Reforma Tributária, cada um tem a sua. No Congresso, até a legislatura passada, dizia-se isso da Reforma Política.
A Reforma da Previdência, que está sendo aprovada pelo Senado, surgiu do entendimento majoritário da necessidade de criação de uma idade mínima para a aposentadoria no Regime Geral (a joia da coroa).
Na Reforma Tributária, a necessidade de racionalização do sistema poderia ser apontada como o ponto de partida, mas é preciso amadurecer o entendimento em torno dessa racionalização.
Se houver foco, isso ainda leva algum tempo. Em 2020, teremos eleições municipais e ninguém vai querer reformar impostos nessa temporada, a não ser para levar mais recursos para os municípios.
No ano seguinte, será ainda mais difícil promover a mobilização do Congresso por uma agenda de reformas. Os parlamentares já estarão pensando no próprio futuro, se é que algum dia deixaram de pensar nisso.
É provável que as complicações do sistema tributário tenham feito surgir tantos especialistas quantos agora se nota, imbuídos do propósito de desembaraçá-lo. Na outra ponta há um exército de advogados tributaristas, gerado em razão deste emaranhado de leis e de outras normas.
Não se deve menosprezar aqueles que participam dos debates da Reforma Tributária defendendo um mínimo de mudanças, com a manutenção do federal Imposto sobre Produtos Industrializados (IPI), do estadual Imposto sobre Circulação de Mercadorias e Serviços (ICMS) e do municipal Imposto sobre Serviços de Qualquer Natureza (ISS).
Osíris Lopes Filho, que foi Secretário da Receita Federal e caiu, em 1994, quando mandou examinar a carga trazida dos Estados Unidos pela Seleção Brasileira de Futebol que acabara de conquistar o tetracampeonato mundial, dizia que “Imposto bom é imposto velho”. Osíris faleceu há pouco mais de dez anos.

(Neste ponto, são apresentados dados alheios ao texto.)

//! Error types for the protocol crate.

use thiserror::Error;

/// Result type for protocol operations.
pub type ProtocolResult<T> = Result<T, ProtocolError>;

/// Errors raised while encoding, decoding or authenticating messages.
#[derive(Debug, Error)]
pub enum ProtocolError {
    /// CBOR serialization failed.
    #[error("encode error: {0}")]
    Encode(String),

    /// CBOR deserialization failed.
    #[error("decode error: {0}")]
    Decode(String),

    /// Frame does not start with the envelope magic.
    #[error("invalid envelope magic")]
    InvalidMagic,

    /// Frame was produced by an incompatible protocol version.
    #[error("protocol version mismatch: local={local}, remote={remote}")]
    VersionMismatch {
        /// Local protocol version.
        local: u16,
        /// Remote protocol version.
        remote: u16,
    },

    /// Unknown message kind tag.
    #[error("unknown message kind: {0}")]
    UnknownKind(u8),

    /// Header kind disagrees with the decoded payload.
    #[error("message kind mismatch: header={header}, payload={payload}")]
    KindMismatch {
        /// Kind announced in the header.
        header: u8,
        /// Kind of the decoded payload.
        payload: u8,
    },

    /// Frame ended before the announced length.
    #[error("truncated frame: expected {expected} bytes, got {actual}")]
    Truncated {
        /// Bytes required.
        expected: usize,
        /// Bytes available.
        actual: usize,
    },

    /// CRC mismatch.
    #[error("checksum mismatch: expected {expected:#010x}, got {actual:#010x}")]
    ChecksumMismatch {
        /// Stored checksum.
        expected: u32,
        /// Computed checksum.
        actual: u32,
    },

    /// Signature of an authenticated message did not verify.
    #[error("invalid signature on message {message_id} from {source_hook}")]
    InvalidSignature {
        /// Message id.
        message_id: u64,
        /// Hook that claims to have sent it.
        source_hook: String,
    },
}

Os que sustentam atualmente esta bandeira conservadora ainda defendem a manutenção dos incentivos fiscais e a cobrança do ICMS na origem, na contramão do discurso reformista mais em voga, que propõe toda a cobrança do imposto estadual no destino.
A bancada dos estados da Amazônia é a mais mobilizada nesse estágio de discussão da reforma. Teme-se que o fim dos incentivos represente o fim da Zona Franca.
O lobby é forte, como atesta a validação dos incentivos da Zona Franca até 2073. Em 2014, aprovou-se uma PEC prorrogando os incentivos por 50 anos, mas o atual governo não demonstra simpatia por políticas de incentivos fiscais em geral e pela Zona Franca, em particular.
Propostas em profusão
Diferentes visões da Reforma Tributária criaram a situação vivida pelo Congresso, onde tramitam duas propostas: uma na Câmara e outra no Senado. Claro que as coisas não são tão simples assim, especialmente neste mundo. Tem ainda a disputa pelo protagonismo, a fogueira de vaidades, o jogo de interesses e outros pecados mais.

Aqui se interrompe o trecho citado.